Task
Search the material for lines containing the word "between", and copy each one.

Task material
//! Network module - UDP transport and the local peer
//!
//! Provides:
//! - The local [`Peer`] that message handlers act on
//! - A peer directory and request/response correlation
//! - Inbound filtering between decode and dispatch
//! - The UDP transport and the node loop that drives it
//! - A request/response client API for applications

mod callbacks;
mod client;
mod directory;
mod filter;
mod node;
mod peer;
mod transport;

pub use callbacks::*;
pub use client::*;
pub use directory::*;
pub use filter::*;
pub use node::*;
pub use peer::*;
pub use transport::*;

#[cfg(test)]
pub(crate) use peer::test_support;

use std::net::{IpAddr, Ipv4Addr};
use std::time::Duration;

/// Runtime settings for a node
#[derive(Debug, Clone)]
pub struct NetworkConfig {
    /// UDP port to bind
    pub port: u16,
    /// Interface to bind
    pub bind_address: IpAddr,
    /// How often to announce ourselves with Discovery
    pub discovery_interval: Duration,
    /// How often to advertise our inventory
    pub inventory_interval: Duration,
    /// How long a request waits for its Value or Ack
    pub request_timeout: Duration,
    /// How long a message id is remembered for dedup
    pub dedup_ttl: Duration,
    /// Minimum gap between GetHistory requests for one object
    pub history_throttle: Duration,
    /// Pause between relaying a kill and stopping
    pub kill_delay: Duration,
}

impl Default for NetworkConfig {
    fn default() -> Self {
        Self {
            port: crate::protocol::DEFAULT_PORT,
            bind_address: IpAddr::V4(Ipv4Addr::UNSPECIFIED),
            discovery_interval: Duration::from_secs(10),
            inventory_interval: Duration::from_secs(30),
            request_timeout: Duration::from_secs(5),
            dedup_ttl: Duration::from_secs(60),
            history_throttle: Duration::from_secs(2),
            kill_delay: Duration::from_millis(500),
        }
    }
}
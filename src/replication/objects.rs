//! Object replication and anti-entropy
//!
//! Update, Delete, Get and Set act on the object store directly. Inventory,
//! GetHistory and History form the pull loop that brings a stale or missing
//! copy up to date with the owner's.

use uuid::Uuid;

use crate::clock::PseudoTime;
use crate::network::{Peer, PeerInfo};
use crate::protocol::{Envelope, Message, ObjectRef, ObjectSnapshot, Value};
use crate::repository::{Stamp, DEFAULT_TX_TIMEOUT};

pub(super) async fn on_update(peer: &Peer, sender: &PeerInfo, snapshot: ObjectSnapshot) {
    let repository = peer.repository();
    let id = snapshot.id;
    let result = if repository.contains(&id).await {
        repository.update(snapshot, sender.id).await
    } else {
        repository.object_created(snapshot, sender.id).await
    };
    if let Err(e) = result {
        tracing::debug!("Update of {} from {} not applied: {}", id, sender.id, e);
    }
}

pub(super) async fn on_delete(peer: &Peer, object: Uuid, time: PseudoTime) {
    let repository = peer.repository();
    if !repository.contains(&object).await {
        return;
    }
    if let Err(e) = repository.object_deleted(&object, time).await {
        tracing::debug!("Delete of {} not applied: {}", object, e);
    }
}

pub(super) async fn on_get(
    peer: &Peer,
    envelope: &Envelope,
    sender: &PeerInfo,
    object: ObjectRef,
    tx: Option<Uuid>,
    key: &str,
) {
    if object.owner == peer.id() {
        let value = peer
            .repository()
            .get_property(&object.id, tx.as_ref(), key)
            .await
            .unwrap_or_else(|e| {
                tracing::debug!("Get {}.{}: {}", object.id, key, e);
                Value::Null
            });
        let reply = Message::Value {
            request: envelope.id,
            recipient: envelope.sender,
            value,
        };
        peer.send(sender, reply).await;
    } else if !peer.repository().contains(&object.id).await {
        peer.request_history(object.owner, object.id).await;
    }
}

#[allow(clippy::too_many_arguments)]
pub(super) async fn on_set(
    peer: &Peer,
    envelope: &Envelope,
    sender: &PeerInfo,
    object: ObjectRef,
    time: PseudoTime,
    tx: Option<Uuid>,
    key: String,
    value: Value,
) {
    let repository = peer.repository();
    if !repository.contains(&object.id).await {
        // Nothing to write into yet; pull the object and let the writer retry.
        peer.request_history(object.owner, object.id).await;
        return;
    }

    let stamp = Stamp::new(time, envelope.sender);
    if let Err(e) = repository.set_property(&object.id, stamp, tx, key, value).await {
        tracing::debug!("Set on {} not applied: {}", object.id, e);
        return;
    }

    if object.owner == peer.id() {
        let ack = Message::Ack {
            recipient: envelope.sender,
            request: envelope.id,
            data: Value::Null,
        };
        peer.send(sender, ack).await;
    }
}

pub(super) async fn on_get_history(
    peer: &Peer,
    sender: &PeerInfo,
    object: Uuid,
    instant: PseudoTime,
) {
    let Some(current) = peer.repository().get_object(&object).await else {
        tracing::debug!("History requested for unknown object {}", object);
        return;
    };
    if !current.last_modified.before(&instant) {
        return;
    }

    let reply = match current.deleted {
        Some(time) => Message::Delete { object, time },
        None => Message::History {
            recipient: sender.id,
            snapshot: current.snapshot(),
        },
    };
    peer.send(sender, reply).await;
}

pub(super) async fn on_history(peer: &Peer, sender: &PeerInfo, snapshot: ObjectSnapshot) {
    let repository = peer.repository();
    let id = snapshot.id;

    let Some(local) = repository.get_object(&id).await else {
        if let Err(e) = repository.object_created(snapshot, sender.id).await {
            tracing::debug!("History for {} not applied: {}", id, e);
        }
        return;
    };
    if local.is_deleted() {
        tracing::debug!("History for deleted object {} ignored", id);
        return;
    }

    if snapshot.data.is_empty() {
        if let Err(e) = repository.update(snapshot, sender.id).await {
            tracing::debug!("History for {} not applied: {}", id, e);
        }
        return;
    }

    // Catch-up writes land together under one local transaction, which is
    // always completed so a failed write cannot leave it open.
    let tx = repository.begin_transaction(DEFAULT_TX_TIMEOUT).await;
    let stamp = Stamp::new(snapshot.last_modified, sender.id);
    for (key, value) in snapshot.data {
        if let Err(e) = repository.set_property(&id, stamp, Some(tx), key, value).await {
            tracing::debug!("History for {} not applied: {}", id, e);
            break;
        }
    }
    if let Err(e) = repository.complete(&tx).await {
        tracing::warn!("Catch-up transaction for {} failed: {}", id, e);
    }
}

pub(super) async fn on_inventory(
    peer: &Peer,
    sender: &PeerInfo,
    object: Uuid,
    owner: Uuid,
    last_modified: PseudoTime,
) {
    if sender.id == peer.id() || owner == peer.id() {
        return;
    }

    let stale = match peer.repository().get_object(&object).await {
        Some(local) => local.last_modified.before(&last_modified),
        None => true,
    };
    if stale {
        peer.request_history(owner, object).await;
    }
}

Exercise response
//! - Inbound filtering between decode and dispatch
    /// Minimum gap between GetHistory requests for one object
    /// Pause between relaying a kill and stopping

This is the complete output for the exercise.